Without limits, someone could send millions of requests per second and crash the server (DDoS attack).

The Solution: Token Bucket

Imagine a bucket that holds tokens:

  • Bucket starts full (e.g., 10 tokens)
  • Each request costs 1 token
  • Tokens refill at a fixed rate (e.g., 3/second)
  • If bucket is empty β†’ request is blocked
Time 0s:  [●●●●●●●●●●]  10 tokens
Request:  [●●●●●●●●●]   9 tokens (1 used)
Request:  [●●●●●●●●]    8 tokens
...
Time 1s:  [●●●●●●●●●●●] refill +3 β†’ capped at 10

C++ file: core/RateLimiter.cpp

void refill(Bucket& b) {
    double elapsed = time_since_last_refill;
    b.tokens = min(maxTokens, b.tokens + elapsed * refillRate);
}

bool allowRequest(string ip) {
    refill(bucket[ip]);
    if (bucket[ip].tokens >= 1) {
        bucket[ip].tokens -= 1;
        return true;   // allowed
    }
    return false;      // blocked
}

Each IP gets its own bucket β€” so one abuser doesn't affect others.


⏱️ URL Expiry (TTL)

TTL = Time To Live β€” how long a URL stays valid.

struct UrlEntry {
    string longUrl;
    time_point expiresAt;  // when it dies
    bool hasExpiry;
};

When find() is called:

if (entry.hasExpiry && now > entry.expiresAt) {
    store.erase(shortCode);  // auto-delete
    return "";               // expired
}

Use cases:

  • Promo links that expire after a sale
  • Event links that expire after the event
  • Temporary file sharing links

πŸ”„ Consistent Hashing β€” Distributed Storage

The Problem

What if you have 3 database servers and need to decide which server stores which URL?

Naive approach: server = id % 3

  • Server 0 β†’ IDs: 0, 3, 6, 9...
  • Server 1 β†’ IDs: 1, 4, 7, 10...
  • Problem: if you add a 4th server, all mappings change!

The Solution: Consistent Hashing

Place servers on a ring (0 to 2Β³Β²). Each URL hashes to a point on the ring, and goes to the nearest server clockwise.

        Node 1
          β”‚
   ───────●───────
  /                \
●                   ●
Node 3           Node 2
  \                /
   ───────────────

When you add/remove a node, only the URLs near that node move β€” not everything.
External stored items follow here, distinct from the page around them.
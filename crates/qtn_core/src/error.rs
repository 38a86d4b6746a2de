//! Error types for QTN
//!
//! Gantree: L0_Foundation → Errors
//!
//! Construction-time and execution-time failures of the tensor device,
//! plus the state-fixture errors.

// Error variant fields are self-documenting via error messages
#![allow(missing_docs)]

use thiserror::Error;

/// Main error type for QTN
/// Gantree: QtnError // enum
#[derive(Error, Debug, Clone, PartialEq)]
pub enum QtnError {
    // ========================================================================
    // Construction Errors
    // ========================================================================
    /// Unknown keyword passed at device construction
    /// Gantree: UnsupportedArgument{{arg,device}} // 알 수 없는 인자
    #[error("Unexpected argument: {argument} during initialization of the {device} device.")]
    UnsupportedArgument { argument: String, device: String },

    /// Simulation method outside {mps, tn}
    #[error("Unsupported method: {0}")]
    UnsupportedMethod(String),

    /// Numeric type is not one of the two complex precisions
    #[error("Unsupported type: {0}. Supported data types are complex64 and complex128.")]
    InvalidDataType(String),

    /// Contraction strategy not valid for the chosen method
    /// Gantree: UnsupportedContraction{{contract,method}} // 조합 오류
    #[error(
        "Unsupported gate contraction option: '{contract}' for '{method}' method. \
         Supported options are {supported}."
    )]
    UnsupportedContraction {
        contract: String,
        method: String,
        supported: String,
    },

    /// Malformed option value (non-positive bond dimension, bad cutoff, ...)
    #[error("Invalid value for option '{option}': {reason}")]
    InvalidOption { option: String, reason: String },

    /// Wire labels that cannot form a wire set
    #[error("Invalid wires: {0}")]
    InvalidWires(String),

    // ========================================================================
    // Execution Errors
    // ========================================================================
    /// Circuit touches a wire the device does not own
    /// Gantree: WireMismatch{{wire}} // 와이어 불일치
    #[error(
        "Cannot run circuit on {device} as it contains wire {wire} \
         not found on the device wires {device_wires}"
    )]
    WireMismatch {
        wire: String,
        device: String,
        device_wires: String,
    },

    /// Operation outside the support matrix
    #[error("Operation {operation} is not supported on the {device} device")]
    UnsupportedOperation { operation: String, device: String },

    /// Measurement kind outside the support matrix
    #[error(
        "Measurement {measurement} is not supported on the {device} device. \
         Supported measurements are: {supported}"
    )]
    UnsupportedMeasurement {
        measurement: String,
        device: String,
        supported: String,
    },

    /// Observable outside the support matrix
    #[error("Observable {observable} is not supported on the {device} device")]
    UnsupportedObservable { observable: String, device: String },

    /// Any differentiation entry point
    /// Gantree: DerivativesUnsupported // 미분 미지원
    #[error("The computation of {computation} has yet to be implemented for the {device} device.")]
    DerivativesUnsupported { computation: String, device: String },

    // ========================================================================
    // Backend Errors
    // ========================================================================
    /// No contraction backend attached to the device
    #[error("No contraction backend is attached to the {0} device")]
    BackendUnavailable(String),

    /// Failure reported by the contraction backend
    #[error("Backend error: {0}")]
    BackendError(String),

    // ========================================================================
    // State Errors
    // ========================================================================
    /// Density matrix / tensor with an unusable shape or index set
    #[error("Invalid state: {0}")]
    InvalidState(String),

    /// Fixture request too large to materialize densely
    #[error("Requested {requested} qubits but at most {max} are supported")]
    TooManyQubits { requested: usize, max: usize },

    // ========================================================================
    // I/O Errors
    // ========================================================================
    /// JSON serialization error
    #[error("JSON error: {0}")]
    JsonError(String),

    // ========================================================================
    // Generic Errors
    // ========================================================================
    /// Internal error (should not happen)
    #[error("Internal error: {0}")]
    InternalError(String),
}

/// Result type alias for QTN operations
/// Gantree: QtnResult<T> // type alias
pub type QtnResult<T> = Result<T, QtnError>;

// ============================================================================
// Error Conversion Helpers
// ============================================================================

impl From<serde_json::Error> for QtnError {
    fn from(err: serde_json::Error) -> Self {
        QtnError::JsonError(err.to_string())
    }
}

// ============================================================================
// Error Helpers
// ============================================================================

impl QtnError {
    /// Check if error is raised while building a device
    pub fn is_construction_error(&self) -> bool {
        matches!(
            self,
            QtnError::UnsupportedArgument { .. }
                | QtnError::UnsupportedMethod(_)
                | QtnError::InvalidDataType(_)
                | QtnError::UnsupportedContraction { .. }
                | QtnError::InvalidOption { .. }
                | QtnError::InvalidWires(_)
        )
    }

    /// Check if error is raised while executing a circuit
    pub fn is_execution_error(&self) -> bool {
        matches!(
            self,
            QtnError::WireMismatch { .. }
                | QtnError::UnsupportedOperation { .. }
                | QtnError::UnsupportedMeasurement { .. }
                | QtnError::UnsupportedObservable { .. }
                | QtnError::DerivativesUnsupported { .. }
                | QtnError::BackendUnavailable(_)
                | QtnError::BackendError(_)
        )
    }

    /// Check if error reports a capability the device does not have
    pub fn is_unsupported(&self) -> bool {
        matches!(
            self,
            QtnError::UnsupportedOperation { .. }
                | QtnError::UnsupportedMeasurement { .. }
                | QtnError::UnsupportedObservable { .. }
                | QtnError::DerivativesUnsupported { .. }
        )
    }
}

// ============================================================================
// Tests
// ============================================================================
C++ file: core/consistenthashing.cpp

// Virtual nodes: each real node gets 3 positions on the ring
// This ensures even distribution
ring[hash("NODE_1_0")] = 1;
ring[hash("NODE_1_1")] = 1;
ring[hash("NODE_1_2")] = 1;

πŸ“Š Analytics Tracker

Counts how many times each short URL was clicked.

unordered_map<string, long long> hitCounts;

void recordHit(string shortCode) {
    hitCounts[shortCode]++;
}

In Node.js: entry.clicks++ every time redirect() is called.


🌐 Node.js Server β€” How the API Works

File: server/server.js

POST /api/shorten

Browser sends:  { longUrl: "https://google.com", ttlSeconds: 3600 }
Server does:    1. Rate limit check
                2. Validate URL format
                3. Generate ID β†’ Base62 encode
                4. Save to urlStore
Server returns: { shortCode: "1", shortUrl: "http://localhost:3000/1" }

GET /:code (redirect)

Browser visits: http://localhost:3000/1
Server does:    1. Check LRU cache
                2. If miss β†’ check urlStore
                3. If expired β†’ return 404
                4. Record click (analytics)
                5. Return 302 redirect
Browser goes:   https://google.com  ← automatically

GET /api/analytics

Returns summary stats: total URLs, total clicks, top URL, active count.

GET /api/urls

Returns full list of all URLs with their metadata.

DELETE /api/urls/:code

Deletes a specific URL from the store and cache.


πŸ–₯️ Frontend β€” How Each Page Works

index.html (Landing Page)

  • Shows hero section with quick-shorten bar
  • Calls POST /api/shorten when you click "Shorten"
  • Calls GET /api/analytics to show live stats

shorten.html (Full Form)

  • Full options: custom alias, TTL selector
  • Calls POST /api/shorten with all options
  • Shows result with copy button and QR code modal
  • QR code drawn on <canvas> using math (no external library)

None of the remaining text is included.